Once again, a presidential campaign has begun with a notable lack of popular enthusiasm for any of the prospective major-party nominees. Democrat Bill Clinton continues to appeal to about the same 43% of the electorate that voted for him in 1992. On the Republican side, Sens. Bob Dole and Phil Gramm are running hard, along with a roomful of hopefuls struggling for national recognition. But so far none of these candidacies is drawing many oohs and ahs.
This lack of excitement about what the two major parties have to offer is not new to U.S. presidential politics; today as before, the disenchantment has something to do with the personalities of the candidates. But on a more fundamental level it reflects a darkening mood among Americans. The growing distrust of the professional political class, the frustration with the simplistic nostrums peddled by the ideological left and right alike, the feeling that the political procedure has gone awry--all have left many voters unhappy with both the governing process and the choices they sense will be presented next year.
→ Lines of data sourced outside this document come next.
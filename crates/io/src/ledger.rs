// Ledger import: CSV/TSV and Excel/ODS workbooks into a Dataset

use std::io::Read;
use std::path::Path;

use calamine::{open_workbook_auto, Data, Reader};
use chrono::NaiveDate;

use leadtrace_recon::model::{CellValue, Dataset};

/// Read a ledger file. The first row is the header; `sheet` selects a
/// worksheet in workbook formats (first sheet when `None`).
pub fn read_dataset(path: &Path, sheet: Option<&str>) -> Result<Dataset, String> {
    let ext = extension(path);
    let (headers, rows) = match ext.as_str() {
        "csv" | "txt" => {
            warn_sheet_ignored(path, sheet);
            let content = read_file_as_utf8(path)?;
            let delimiter = sniff_delimiter(&content);
            read_delimited(&content, delimiter)?
        }
        "tsv" => {
            warn_sheet_ignored(path, sheet);
            read_delimited(&read_file_as_utf8(path)?, b'\t')?
        }
        "xlsx" | "xlsm" | "xls" | "xlsb" | "ods" => read_workbook(path, sheet)?,
        other => return Err(format!("unsupported ledger format '.{other}' ({})", path.display())),
    };

    log::debug!(
        "read {} ledger rows, {} columns from {}",
        rows.len(),
        headers.len(),
        path.display()
    );
    Dataset::new(headers, rows).map_err(|e| format!("{}: {e}", path.display()))
}

/// Worksheet names of a workbook, in workbook order.
pub fn sheet_names(path: &Path) -> Result<Vec<String>, String> {
    let workbook = open_workbook_auto(path).map_err(|e| format!("Failed to open workbook: {}", e))?;
    Ok(workbook.sheet_names().to_vec())
}

fn extension(path: &Path) -> String {
    path.extension()
        .and_then(|e| e.to_str())
        .map(|e| e.to_ascii_lowercase())
        .unwrap_or_default()
}

fn warn_sheet_ignored(path: &Path, sheet: Option<&str>) {
    if let Some(name) = sheet {
        log::warn!("sheet '{name}' ignored: {} is not a workbook", path.display());
    }
}

// ---------------------------------------------------------------------------
// Delimited text
// ---------------------------------------------------------------------------

/// Detect the most likely field delimiter by checking consistency across the first few lines.
///
/// For each candidate (tab, semicolon, comma, pipe), count fields per line. The delimiter
/// that produces the most consistent field count (>1 field) wins.
fn sniff_delimiter(content: &str) -> u8 {
    let candidates: &[u8] = &[b'\t', b';', b',', b'|'];
    let sample_lines: Vec<&str> = content.lines().take(10).collect();

    if sample_lines.is_empty() {
        return b',';
    }

    let mut best = b',';
    let mut best_score = 0u64;

    for &delim in candidates {
        let counts: Vec<usize> = sample_lines
            .iter()
            .map(|line| {
                csv::ReaderBuilder::new()
                    .delimiter(delim)
                    .has_headers(false)
                    .flexible(true)
                    .from_reader(line.as_bytes())
                    .records()
                    .next()
                    .and_then(|r| r.ok())
                    .map(|r| r.len())
                    .unwrap_or(1)
            })
            .collect();

        if counts.first().copied().unwrap_or(0) <= 1 {
            continue;
        }

        // Lines agreeing with the header's field count, weighted by that count
        let target = counts[0];
        let consistent = counts.iter().filter(|&&c| c == target).count() as u64;
        let score = consistent * target as u64;

        if score > best_score {
            best_score = score;
            best = delim;
        }
    }

    best
}

/// Read file and convert to UTF-8 if needed (Excel exports are often Windows-1252).
fn read_file_as_utf8(path: &Path) -> Result<String, String> {
    let mut file = std::fs::File::open(path).map_err(|e| format!("{}: {e}", path.display()))?;
    let mut bytes = Vec::new();
    file.read_to_end(&mut bytes).map_err(|e| e.to_string())?;
    Ok(decode(bytes))
}

fn decode(bytes: Vec<u8>) -> String {
    match String::from_utf8(bytes) {
        Ok(s) => s.strip_prefix('\u{feff}').map(str::to_string).unwrap_or(s),
        Err(e) => {
            log::debug!("ledger is not UTF-8, decoding as Windows-1252");
            let bytes = e.into_bytes();
            let (decoded, _, _) = encoding_rs::WINDOWS_1252.decode(&bytes);
            decoded.into_owned()
        }
    }
}

fn read_delimited(content: &str, delimiter: u8) -> Result<(Vec<String>, Vec<Vec<CellValue>>), String> {
    let mut reader = csv::ReaderBuilder::new()
        .delimiter(delimiter)
        .has_headers(false)
        .flexible(true)
        .from_reader(content.as_bytes());

    let mut records = reader.records();
    let header = match records.next() {
        Some(record) => record.map_err(|e| e.to_string())?,
        None => return Err("ledger is empty: no header row".to_string()),
    };
    let header: Vec<CellValue> = header.iter().map(CellValue::from).collect();

    let mut rows = Vec::new();
    for result in records {
        let record = result.map_err(|e| e.to_string())?;
        rows.push(record.iter().map(CellValue::from).collect());
    }

    Ok(frame(header, rows))
}

// ---------------------------------------------------------------------------
// Workbooks
// ---------------------------------------------------------------------------

fn read_workbook(path: &Path, sheet: Option<&str>) -> Result<(Vec<String>, Vec<Vec<CellValue>>), String> {
    let mut workbook = open_workbook_auto(path).map_err(|e| format!("Failed to open workbook: {}", e))?;
    let sheet_names = workbook.sheet_names().to_vec();

    let name = match sheet {
        Some(name) => {
            if !sheet_names.iter().any(|s| s == name) {
                return Err(format!(
                    "sheet '{}' not found (available: {})",
                    name,
                    sheet_names.join(", ")
                ));
            }
            name.to_string()
        }
        None => sheet_names
            .first()
            .cloned()
            .ok_or_else(|| "workbook contains no sheets".to_string())?,
    };

    let range = workbook
        .worksheet_range(&name)
        .map_err(|e| format!("Failed to read sheet '{}': {}", name, e))?;

    let mut rows = range.rows();
    let header = rows
        .next()
        .ok_or_else(|| format!("sheet '{name}' is empty: no header row"))?;
    let header: Vec<CellValue> = header.iter().map(cell_value).collect();
    let data: Vec<Vec<CellValue>> = rows.map(|r| r.iter().map(cell_value).collect()).collect();

    Ok(frame(header, data))
}

fn cell_value(cell: &Data) -> CellValue {
    match cell {
        Data::Empty => CellValue::Empty,
        Data::String(s) => CellValue::from(s.as_str()),
        Data::Float(n) => CellValue::Number(*n),
        Data::Int(n) => CellValue::Number(*n as f64),
        Data::Bool(b) => CellValue::text(if *b { "TRUE" } else { "FALSE" }),
        Data::Error(e) => CellValue::text(format!("#{:?}", e)),
        Data::DateTime(dt) => {
            // 1900 date system assumed
            let serial = dt.as_f64();
            serial_to_date(serial)
                .map(CellValue::Date)
                .unwrap_or(CellValue::Number(serial))
        }
        Data::DateTimeIso(s) => NaiveDate::parse_from_str(s.get(..10).unwrap_or(s.as_str()), "%Y-%m-%d")
            .map(CellValue::Date)
            .unwrap_or_else(|_| CellValue::text(s.clone())),
        Data::DurationIso(s) => CellValue::text(s.clone()),
    }
}

/// Excel serial day to calendar date (epoch 1899-12-30). Time of day is dropped.
fn serial_to_date(serial: f64) -> Option<NaiveDate> {
    if !serial.is_finite() || serial < 0.0 {
        return None;
    }
    let epoch = NaiveDate::from_ymd_opt(1899, 12, 30)?;
    epoch.checked_add_signed(chrono::Duration::days(serial.floor() as i64))
}

// ---------------------------------------------------------------------------
// Shared
// ---------------------------------------------------------------------------

/// Square up a header row and its data rows.
///
/// The table is as wide as its last column holding a label or any value.
/// Blank labels inside that width become `Unnamed: {index}`; columns that
/// are blank in the header and in every row past it are dropped.
fn frame(header: Vec<CellValue>, mut rows: Vec<Vec<CellValue>>) -> (Vec<String>, Vec<Vec<CellValue>>) {
    let used = |cells: &[CellValue]| cells.iter().rposition(|c| !c.is_blank()).map_or(0, |i| i + 1);
    let width = rows
        .iter()
        .map(|r| used(r.as_slice()))
        .fold(used(header.as_slice()), usize::max);

    let headers = (0..width)
        .map(|i| match header.get(i).map(|c| c.display()) {
            Some(label) if !label.is_empty() => label,
            _ => format!("Unnamed: {i}"),
        })
        .collect();
    for row in &mut rows {
        row.truncate(width);
    }

    (headers, rows)
}

#[cfg(test)]
mod tests {
    use super::*;
    use std::fs;
    use tempfile::tempdir;

    #[test]
    fn test_sniff_semicolon_delimiter() {
        let content = "Name;Age;City\nAlice;30;Paris\nBob;25;London\n";
        assert_eq!(sniff_delimiter(content), b';');
    }

    #[test]
    fn test_sniff_comma_delimiter() {
        let content = "Name,Age,City\nAlice,30,Paris\nBob,25,London\n";
        assert_eq!(sniff_delimiter(content), b',');
    }

    #[test]
    fn test_sniff_tab_delimiter() {
        let content = "Name\tAge\tCity\nAlice\t30\tParis\nBob\t25\tLondon\n";
        assert_eq!(sniff_delimiter(content), b'\t');
    }

    #[test]
    fn test_sniff_semicolon_with_commas_in_values() {
        let content = "Account;Amount;Memo\n\"Cash, petty\";\"1,250.00\";x\nAP;-5;y\n";
        assert_eq!(sniff_delimiter(content), b';');
    }

    #[test]
    fn test_read_semicolon_csv() {
        let dir = tempdir().unwrap();
        let path = dir.path().join("gl.csv");
        fs::write(&path, "Acct;Lead;Amt\n1000;10;\"1,250.00\"\n2000;20;-5\n").unwrap();

        let ds = read_dataset(&path, None).unwrap();
        assert_eq!(ds.headers(), &["Acct", "Lead", "Amt"]);
        assert_eq!(ds.len(), 2);
        assert_eq!(ds.rows()[0][2], CellValue::text("1,250.00"));
    }

    #[test]
    fn test_read_windows_1252_csv() {
        let dir = tempdir().unwrap();
        let path = dir.path().join("gl.csv");
        // "Café" with 0xE9
        fs::write(&path, b"Account,Amount\nCaf\xe9,10\n").unwrap();

        let ds = read_dataset(&path, None).unwrap();
        assert_eq!(ds.rows()[0][0], CellValue::text("Café"));
    }

    #[test]
    fn test_read_csv_with_bom_and_blank_header() {
        let dir = tempdir().unwrap();
        let path = dir.path().join("gl.csv");
        fs::write(&path, "\u{feff}Account,,Amount\nCash,x,1\n").unwrap();

        let ds = read_dataset(&path, None).unwrap();
        assert_eq!(ds.headers(), &["Account", "Unnamed: 1", "Amount"]);
    }

    #[test]
    fn test_read_csv_duplicate_headers_rejected() {
        let dir = tempdir().unwrap();
        let path = dir.path().join("gl.csv");
        fs::write(&path, "Amount,Amount\n1,2\n").unwrap();

        let err = read_dataset(&path, None).unwrap_err();
        assert!(err.contains("duplicate column label"), "{err}");
    }

    #[test]
    fn test_read_tsv() {
        let dir = tempdir().unwrap();
        let path = dir.path().join("gl.tsv");
        fs::write(&path, "A,1\tB\nx,y\tz\n").unwrap();

        let ds = read_dataset(&path, None).unwrap();
        assert_eq!(ds.headers(), &["A,1", "B"]);
        assert_eq!(ds.rows()[0][1], CellValue::text("z"));
    }

    #[test]
    fn test_empty_csv_is_error() {
        let dir = tempdir().unwrap();
        let path = dir.path().join("gl.csv");
        fs::write(&path, "").unwrap();
        assert!(read_dataset(&path, None).is_err());
    }

    #[test]
    fn test_unsupported_extension() {
        let err = read_dataset(Path::new("ledger.pdf"), None).unwrap_err();
        assert!(err.contains(".pdf"));
    }

    #[test]
    fn test_read_xlsx_typed_cells() {
        use rust_xlsxwriter::{Format, Workbook};

        let dir = tempdir().unwrap();
        let path = dir.path().join("gl.xlsx");

        let mut workbook = Workbook::new();
        let date_format = Format::new().set_num_format("yyyy-mm-dd");
        let ws = workbook.add_worksheet().set_name("Notes").unwrap();
        ws.write_string(0, 0, "ignore me").unwrap();
        let ws = workbook.add_worksheet().set_name("Ledger").unwrap();
        ws.write_string(0, 0, "Account").unwrap();
        ws.write_string(0, 1, "Lead").unwrap();
        ws.write_string(0, 2, "Posted").unwrap();
        ws.write_string(0, 3, "Amount").unwrap();
        ws.write_string(1, 0, "Cash").unwrap();
        ws.write_number(1, 1, 10.0).unwrap();
        ws.write_number_with_format(1, 2, 45688.0, &date_format).unwrap();
        ws.write_number(1, 3, -12.5).unwrap();
        workbook.save(&path).unwrap();

        assert_eq!(sheet_names(&path).unwrap(), vec!["Notes", "Ledger"]);

        let ds = read_dataset(&path, Some("Ledger")).unwrap();
        assert_eq!(ds.headers(), &["Account", "Lead", "Posted", "Amount"]);
        assert_eq!(ds.rows()[0][0], CellValue::text("Cash"));
        assert_eq!(ds.rows()[0][1], CellValue::Number(10.0));
        assert_eq!(
            ds.rows()[0][2],
            CellValue::Date(NaiveDate::from_ymd_opt(2025, 1, 31).unwrap())
        );
        assert_eq!(ds.rows()[0][3], CellValue::Number(-12.5));

        let first = read_dataset(&path, None).unwrap();
        assert_eq!(first.headers(), &["ignore me"]);

        let err = read_dataset(&path, Some("Missing")).unwrap_err();
        assert!(err.contains("Notes, Ledger"), "{err}");
    }

    #[test]
    fn test_serial_to_date() {
        assert_eq!(serial_to_date(45688.0), NaiveDate::from_ymd_opt(2025, 1, 31));
        assert_eq!(serial_to_date(45688.75), NaiveDate::from_ymd_opt(2025, 1, 31));
        assert_eq!(serial_to_date(-1.0), None);
    }

    #[test]
    fn test_read_csv_unlabeled_trailing_column_with_data() {
        let dir = tempdir().unwrap();
        let path = dir.path().join("gl.csv");
        fs::write(&path, "Acct,Lead,Amt,\n1000,10,5,note\n2000,20,-5,\n").unwrap();

        let ds = read_dataset(&path, None).unwrap();
        assert_eq!(ds.headers(), &["Acct", "Lead", "Amt", "Unnamed: 3"]);
        assert_eq!(ds.rows()[0][3], CellValue::text("note"));
        assert_eq!(ds.rows()[1][3], CellValue::Empty);
    }

    #[test]
    fn test_read_csv_empty_trailing_columns_dropped() {
        let dir = tempdir().unwrap();
        let path = dir.path().join("gl.csv");
        fs::write(&path, "Acct,Amt,,\n1000,5,,\n2000,-5,\n").unwrap();

        let ds = read_dataset(&path, None).unwrap();
        assert_eq!(ds.headers(), &["Acct", "Amt"]);
        assert_eq!(ds.rows()[0].len(), 2);
    }

    #[test]
    fn test_read_xlsx_unlabeled_trailing_column_with_data() {
        use rust_xlsxwriter::Workbook;

        let dir = tempdir().unwrap();
        let path = dir.path().join("gl.xlsx");

        let mut workbook = Workbook::new();
        let ws = workbook.add_worksheet();
        ws.write_string(0, 0, "Account").unwrap();
        ws.write_string(0, 1, "Amount").unwrap();
        ws.write_string(1, 0, "Cash").unwrap();
        ws.write_number(1, 1, 10.0).unwrap();
        ws.write_string(2, 0, "AP").unwrap();
        ws.write_number(2, 1, -10.0).unwrap();
        ws.write_string(2, 3, "reviewed").unwrap();
        workbook.save(&path).unwrap();

        let ds = read_dataset(&path, None).unwrap();
        assert_eq!(ds.headers(), &["Account", "Amount", "Unnamed: 2", "Unnamed: 3"]);
        assert_eq!(ds.rows()[1][3], CellValue::text("reviewed"));
    }
}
Which brings us to Colin Powell.
LOOK OF A LEADER: The retired chairman of the Joint Chiefs of Staff has begun a multi-city tour to promote his newly published memoirs. Inescapably, this commercial enterprise bodes to become indistinguishable from a national political progression. For at this stage in his life, Powell--articulate, intelligent, experienced in Washington politics and in global affairs, a true American success story--can accurately be called charismatic. Ready or not, he is about to become an object of the closest political scrutiny. In our current political culture, with its deficit of leadership, Powell has the look of a leader about him.
He says he will make a decision on his future in the next few months. Only now is he beginning to outline his views on domestic issues. He prefers adoption to abortion but supports a woman's right to choose. A gun owner, he favors gun control. He supports some affirmative action. He opposes mandatory prayer in the schools but supports moments of silence. All this seems to place him in the broad, moderate middle--not an ideal place for anyone hoping to get the nomination at the 1996 GOP convention. If Powell is truly thinking about presidential politics, that thinking may well lie outside the two-party system.
TWO KEY FACTORS: The huge difficulty in running for the presidency without the support of a national party organization doesn't necessarily mean that such a campaign is impossible. Two things right now promote a Powell candidacy. The first is voter interest in having another choice, an alternative to what the two parties may offer. The other is the perceived strength of Powell's character.
It's always possible the Powell bubble will burst in a few months. It's also possible that he just may be the instrument to re-energize a public fed up with the nastiness, the phoniness and the cynicism of politics.